S2、限制性内切酶BamHⅠ和SacⅠ酶切目的基因下游片段dvel1，与含有上游片段的重组质粒pC1300qhvel1-up相连，导入大肠杆菌感受态中扩增和筛选阳性克隆，提取阳性质粒即pC1300qh::pvel1::hyg::dvel1为敲除载体；

S3、阳性克隆菌落进行ATMT转化，通过在含有潮霉素和特美汀抗性的PDA平板上传代若干次后，获得稳定遗传的转化子，PCR验证结果为同源重组有条带的，即为成功敲除vel1基因的转化子。
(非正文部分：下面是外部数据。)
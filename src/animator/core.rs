use std::collections::BTreeMap;

use crate::animator::navigator::StepNavigator;
use crate::document::select::{matches, select};
use crate::document::tree::{NodeId, SvgDocument};
use crate::foundation::core::Secs;
use crate::foundation::error::SvgStepResult;
use crate::timeline::engine::{SeekTarget, Timeline};

/// Step animator bound to one SVG document.
///
/// Operations (see [`crate::Stage`]) resolve selectors against the bound root and schedule
/// entries on the owned [`Timeline`]. A selector that matches nothing is logged and recorded in
/// [`Animator::warnings`]; the operation then does nothing. An animator without a root (see
/// [`Animator::detached`]) treats every selector that way.
#[derive(Debug)]
pub struct Animator {
    pub(crate) doc: SvgDocument,
    root: Option<NodeId>,
    pub(crate) timeline: Timeline,
    pub(crate) nav: StepNavigator,
    pub(crate) projected_text: BTreeMap<NodeId, String>,
    warnings: Vec<String>,
}

impl Animator {
    /// Bind to the document's `<svg>` root.
    pub fn new(doc: SvgDocument) -> Self {
        let root = doc.root();
        Self::bound(doc, Some(root))
    }

    /// Bind to the first element matching `selector` (the `<svg>` root included). When nothing
    /// matches the animator is detached from the markup but keeps the document.
    pub fn with_root(doc: SvgDocument, selector: &str) -> Self {
        let found = match matches(&doc, doc.root(), selector) {
            Ok(true) => Ok(Some(doc.root())),
            Ok(false) => select(&doc, doc.root(), selector).map(|v| v.first().copied()),
            Err(e) => Err(e),
        };
        match found {
            Ok(Some(root)) => Self::bound(doc, Some(root)),
            Ok(None) => {
                let mut a = Self::bound(doc, None);
                a.warn(format!("svg root not found: {selector}"));
                a
            }
            Err(e) => {
                let mut a = Self::bound(doc, None);
                a.warn(format!("svg root not found: {selector} ({e})"));
                a
            }
        }
    }

    /// Parse `text` and bind to its `<svg>` root.
    pub fn from_svg_str(text: &str) -> SvgStepResult<Self> {
        Ok(Self::new(SvgDocument::parse(text)?))
    }

    /// An animator with no markup. Every operation warns and does nothing.
    pub fn detached() -> Self {
        Self::bound(SvgDocument::empty(), None)
    }

    fn bound(doc: SvgDocument, root: Option<NodeId>) -> Self {
        Self {
            doc,
            root,
            timeline: Timeline::new(),
            nav: StepNavigator::new(),
            projected_text: BTreeMap::new(),
            warnings: Vec::new(),
        }
    }

    /// Root element operations are scoped to.
    pub fn root(&self) -> Option<NodeId> {
        self.root
    }

    /// The bound document with its current animated state.
    pub fn document(&self) -> &SvgDocument {
        &self.doc
    }

    /// The owned timeline.
    pub fn timeline(&self) -> &Timeline {
        &self.timeline
    }

    /// Direct timeline access.
    pub fn timeline_mut(&mut self) -> &mut Timeline {
        &mut self.timeline
    }

    /// Timeline and document together, for driving the timeline by hand.
    pub fn split_mut(&mut self) -> (&mut Timeline, &mut SvgDocument) {
        (&mut self.timeline, &mut self.doc)
    }

    /// Step navigation state.
    pub fn navigator(&self) -> &StepNavigator {
        &self.nav
    }

    /// Resolution misses recorded so far, oldest first.
    pub fn warnings(&self) -> &[String] {
        &self.warnings
    }

    /// Elements under the root matching `selector`, without recording misses.
    pub fn select(&self, selector: &str) -> Vec<NodeId> {
        self.root
            .and_then(|root| select(&self.doc, root, selector).ok())
            .unwrap_or_default()
    }

    pub(crate) fn warn(&mut self, msg: String) {
        tracing::warn!("{msg}");
        self.warnings.push(msg);
    }

    /// Resolve `selector`, recording exactly one warning when nothing is found.
    pub(crate) fn resolve(&mut self, selector: &str) -> Vec<NodeId> {
        let Some(root) = self.root else {
            self.warn(format!("no svg root bound; ignoring selector: {selector}"));
            return Vec::new();
        };
        match select(&self.doc, root, selector) {
            Ok(found) if !found.is_empty() => found,
            Ok(_) => {
                self.warn(format!("no elements found for selector: {selector}"));
                Vec::new()
            }
            Err(e) => {
                self.warn(format!("no elements found for selector: {selector} ({e})"));
                Vec::new()
            }
        }
    }

    /// Text an element will show once every morph scheduled so far has completed.
    pub(crate) fn projected_text(&self, node: NodeId) -> String {
        self.projected_text
            .get(&node)
            .cloned()
            .unwrap_or_else(|| self.doc.text_content(node))
    }

    /// Current step index, `-1` before the first.
    pub fn current_step(&self) -> isize {
        self.nav.current()
    }

    /// Number of recorded steps.
    pub fn total_steps(&self) -> usize {
        self.nav.total()
    }

    /// Whether [`Animator::next_step`] would move.
    pub fn has_next_step(&self) -> bool {
        self.nav.has_next()
    }

    /// Whether [`Animator::previous_step`] would move.
    pub fn has_previous_step(&self) -> bool {
        self.nav.has_previous()
    }

    /// Advance one step and travel to it smoothly.
    pub fn next_step(&mut self) -> &mut Self {
        if self.timeline.is_killed() {
            return self;
        }
        if let Some(t) = self.nav.next() {
            self.travel(t);
        }
        self
    }

    /// Go back one step and travel to it smoothly; from the first step, travel to time 0.
    pub fn previous_step(&mut self) -> &mut Self {
        if self.timeline.is_killed() {
            return self;
        }
        if let Some(t) = self.nav.previous() {
            self.travel(t);
        }
        self
    }

    fn travel(&mut self, t: Secs) {
        if let Err(e) = self.timeline.tween_to(t) {
            self.warn(format!("step navigation failed: {e}"));
        }
    }

    /// Play forward.
    pub fn play(&mut self) -> &mut Self {
        self.timeline.play();
        self
    }

    /// Hold the playhead.
    pub fn pause(&mut self) -> &mut Self {
        self.timeline.pause();
        self
    }

    /// Rewind to the start and play.
    pub fn restart(&mut self) -> &mut Self {
        self.timeline.restart(&mut self.doc);
        self
    }

    /// Play backward from the playhead.
    pub fn reverse(&mut self) -> &mut Self {
        self.timeline.reverse();
        self
    }

    /// Jump to a time or label. Unknown labels are logged and ignored.
    pub fn seek(&mut self, target: impl Into<SeekTarget>) -> &mut Self {
        if let Err(e) = self.timeline.seek(&mut self.doc, target) {
            self.warn(format!("seek ignored: {e}"));
        }
        self
    }

    /// Travel to a time or label at normal speed. Unknown labels are logged and ignored.
    pub fn tween_to(&mut self, target: impl Into<SeekTarget>) -> &mut Self {
        if let Err(e) = self.timeline.tween_to(target) {
            self.warn(format!("tween ignored: {e}"));
        }
        self
    }

    /// Feed `dt` seconds of the external frame clock.
    pub fn advance(&mut self, dt: Secs) -> &mut Self {
        self.timeline.advance(&mut self.doc, dt);
        self
    }

    /// Tear down the timeline. Safe to call repeatedly.
    pub fn kill(&mut self) {
        self.timeline.kill();
    }
}

#[cfg(test)]
#[path = "../../tests/unit/animator/core.rs"]
mod tests;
7.根据权利要求2所述的提高木霉6-戊基-2H-吡喃-2-酮产量的方法，其特征在于，是将重组质粒导入根癌农杆菌AGL1进行ATMT转化；所述转化采用的诱导培养基为含40umol/LMES和200umol/L AS的IM培养基；采用的筛选培养基为含200μg/mL潮霉素和300μg/mL特美汀的CYA培养基。

8.一种深绿木霉Tavel1基因在负调控木霉6-戊基-2H-吡喃-2-酮合成中的用途。

9.一种深绿木霉Tavel1基因敲除株在木霉6-戊基-2H-吡喃-2-酮合成中的用途。

10.一种深绿木霉T23Δvell菌株，其特征在于，所述深绿木霉T23Δvell菌株为深绿木霉(Trichoderma atroviride)CGMCC NO.23292。